Mightily marvelled Don Esclevador and his warrior host at this thing; but the Father Miguel knew its meaning; for he was minded of that vision wherein it was foretold unto the Jew that, pardoned for his sin, he should sleep forever under the burden of the cross he spurned. All this the Father Miguel showed unto Don Esclevador and the others, and he said: "I deem that unto all ages this holy symbol shall bear witness of our dear Christ's mercy and compassion. Though we, O exiled brothers, sleep in this foreign land in graves which none shall know, upon that mountain height beyond shall stretch the eternal witness to our faith and to our Redeemer's love, minding all that look thereon, not of the pains and the punishments of the Jew, but of the exceeding mercy of our blessed Lord, and of the certain eternal peace that cometh through his love!"
How long ago these things whereof I speak befell, I shall not say. They never saw—that Spanish host—they never saw their native land, their sovereign liege, their loved ones' faces again; they sleep, and they are dust among those mighty mountains in the West. Where is the grave of the Father Miguel, or of Don Esclevador, or of any of the valiant Spanish exiles, it is not to tell; God only knoweth, and the saints: all sleep in the faith, and their reward is certain. But where sleepeth the Jew all may see and know; for on that awful mountain-side, in a spot inaccessible to man, lieth the holy cross of snow. The winds pass lightly over that solemn tomb, and never a sunbeam lingereth there. White and majestic it lies where God's hands have placed it, and its mighty arms stretch forth as in a benediction upon the fleeting dust beneath.

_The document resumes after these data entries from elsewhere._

//! Storage-size control for raw vendor payloads.
//!
//! Raw records keep only the fields listed here. Anything else the vendor sends is dropped before
//! persistence, including nested objects that are not on the list.

use serde_json::{Map, Value};

use crate::Endpoint;

pub const TIME_REGISTRATION_SHIFT_FIELDS: &[&str] = &[
	"id",
	"user_id",
	"team_id",
	"start_time",
	"end_time",
	"break_duration",
	"hours_worked",
	"wage_cost",
	"approved",
	"date",
];

pub const PLANNING_SHIFT_FIELDS: &[&str] = &[
	"id",
	"user_id",
	"team_id",
	"start_time",
	"end_time",
	"break_duration",
	"hours_worked",
	"wage_cost",
	"date",
	"status",
];

pub const REVENUE_DAY_FIELDS: &[&str] = &[
	"id",
	"date",
	"total_revenue",
	"revenue_excl_vat",
	"revenue_incl_vat",
	"vat_amount",
	"transaction_count",
	"payment_methods",
	"currency",
];

/// Ticket-level half of the Bork allow-list.
pub const BORK_TICKET_FIELDS: &[&str] =
	&["ActualDate", "TicketNumber", "PaymentMethod", "TableNumber", "WaiterName"];

/// Line-level half of the Bork allow-list.
pub const BORK_LINE_FIELDS: &[&str] = &[
	"ProductName",
	"ProductSku",
	"Category",
	"Quantity",
	"Price",
	"TotalPrice",
	"RevenueExVat",
	"RevenueIncVat",
	"VatRate",
	"VatAmount",
	"CostPrice",
];

pub const BORK_TICKETS_KEY: &str = "Tickets";
pub const BORK_LINES_KEY: &str = "Lines";

pub fn essential_fields(endpoint: Endpoint) -> &'static [&'static str] {
	match endpoint {
		Endpoint::TimeRegistrationShifts => TIME_REGISTRATION_SHIFT_FIELDS,
		Endpoint::PlanningShifts => PLANNING_SHIFT_FIELDS,
		Endpoint::RevenueDays => REVENUE_DAY_FIELDS,
		Endpoint::BorkTicketDay => BORK_TICKET_FIELDS,
	}
}

/// Reduces a payload to the endpoint's allow-list.
///
/// Eitje payloads are flat objects. A Bork ticket-day payload is `{"Tickets": [ticket...]}` where
/// each ticket carries a `Lines` array; tickets and lines are trimmed against their own lists.
/// Non-object input trims to an empty object.
pub fn trim_payload(endpoint: Endpoint, payload: &Value) -> Value {
	match endpoint {
		Endpoint::BorkTicketDay => trim_ticket_day(payload),
		_ => Value::Object(retain_fields(payload, essential_fields(endpoint))),
	}
}

fn trim_ticket_day(payload: &Value) -> Value {
	let tickets = payload
		.get(BORK_TICKETS_KEY)
		.and_then(Value::as_array)
		.map(|tickets| tickets.iter().map(trim_ticket).collect::<Vec<_>>())
		.unwrap_or_default();
	let mut out = Map::new();

	out.insert(BORK_TICKETS_KEY.to_string(), Value::Array(tickets));

	Value::Object(out)
}

fn trim_ticket(ticket: &Value) -> Value {
	let mut out = retain_fields(ticket, BORK_TICKET_FIELDS);
	let lines = ticket
		.get(BORK_LINES_KEY)
		.and_then(Value::as_array)
		.map(|lines| {
			lines
				.iter()
				.map(|line| Value::Object(retain_fields(line, BORK_LINE_FIELDS)))
				.collect::<Vec<_>>()
		})
		.unwrap_or_default();

	out.insert(BORK_LINES_KEY.to_string(), Value::Array(lines));

	Value::Object(out)
}

fn retain_fields(value: &Value, allowed: &[&str]) -> Map<String, Value> {
	let Some(object) = value.as_object() else {
		return Map::new();
	};

	object
		.iter()
		.filter(|(key, _)| allowed.contains(&key.as_str()))
		.map(|(key, value)| (key.clone(), value.clone()))
		.collect()
}

#[cfg(test)]
mod tests {
	use serde_json::json;

	use super::*;

	#[test]
	fn shift_payload_drops_unlisted_fields() {
		let raw = json!({
			"id": 7,
			"user_id": 3,
			"hours_worked": 7.5,
			"environment": { "id": 12, "name": "Bar Bea" },
			"remarks": "late arrival",
		});
		let trimmed = trim_payload(Endpoint::TimeRegistrationShifts, &raw);

		assert_eq!(trimmed, json!({ "id": 7, "user_id": 3, "hours_worked": 7.5 }));
	}

	#[test]
	fn ticket_day_trims_tickets_and_lines_separately() {
		let raw = json!({
			"Tickets": [{
				"TicketNumber": 42,
				"ActualDate": 20240105,
				"Guid": "abc",
				"Lines": [{
					"ProductName": "Pils",
					"Quantity": 2,
					"Printer": "bar",
					"TicketNumber": 42,
				}],
			}],
			"Meta": { "server": "x" },
		});
		let trimmed = trim_payload(Endpoint::BorkTicketDay, &raw);

		assert_eq!(
			trimmed,
			json!({
				"Tickets": [{
					"TicketNumber": 42,
					"ActualDate": 20240105,
					"Lines": [{ "ProductName": "Pils", "Quantity": 2 }],
				}],
			})
		);
	}

	#[test]
	fn non_object_payload_trims_to_empty_object() {
		assert_eq!(trim_payload(Endpoint::RevenueDays, &json!([1, 2])), json!({}));
		assert_eq!(trim_payload(Endpoint::BorkTicketDay, &json!("")), json!({ "Tickets": [] }));
	}
}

So shall it bide forever upon that mountain-side, and the memory of the Jew and of all else human shall fade away and be forgotten in the surpassing glory of the love and the compassion of him that bore the redeeming burden to Calvary.
THE ROSE AND THE THRUSH
There was none other in the quiet valley so happy as the rose-tree,—none other so happy unless perchance it was the thrush who made his home in the linden yonder. The thrush loved the rose-tree's daughter, and he was happy in thinking that some day she would be his bride. Now the rose-tree had many daughters, and each was beautiful; but the rose whom the thrush loved was more beautiful than her sisters, and all the wooers came wooing her until at last the fair creature's head was turned, and the rose grew capricious and disdainful. Among her many lovers were the south wind and the fairy Dewlove and the little elf-prince Beambright and the hoptoad, whom all the rest called Mr. Roughbrown. The hoptoad lived in the stone-wall several yards away; but every morning and evening he made a journey to the rose-tree, and there he would sit for hours gazing with tender longings at the beautiful rose, and murmuring impassioned avowals. The rose's disdain did not chill the hoptoad's ardor. "See what I have brought you, fair rose," he would say. "A beautiful brown beetle with golden wings and green eyes! Surely there is not in all the world a more delicious morsel than a brown beetle! Or, if you but say the word, I will fetch you a tender little fly, or a young gnat,—see, I am willing to undergo all toils and dangers for your own sweet sake."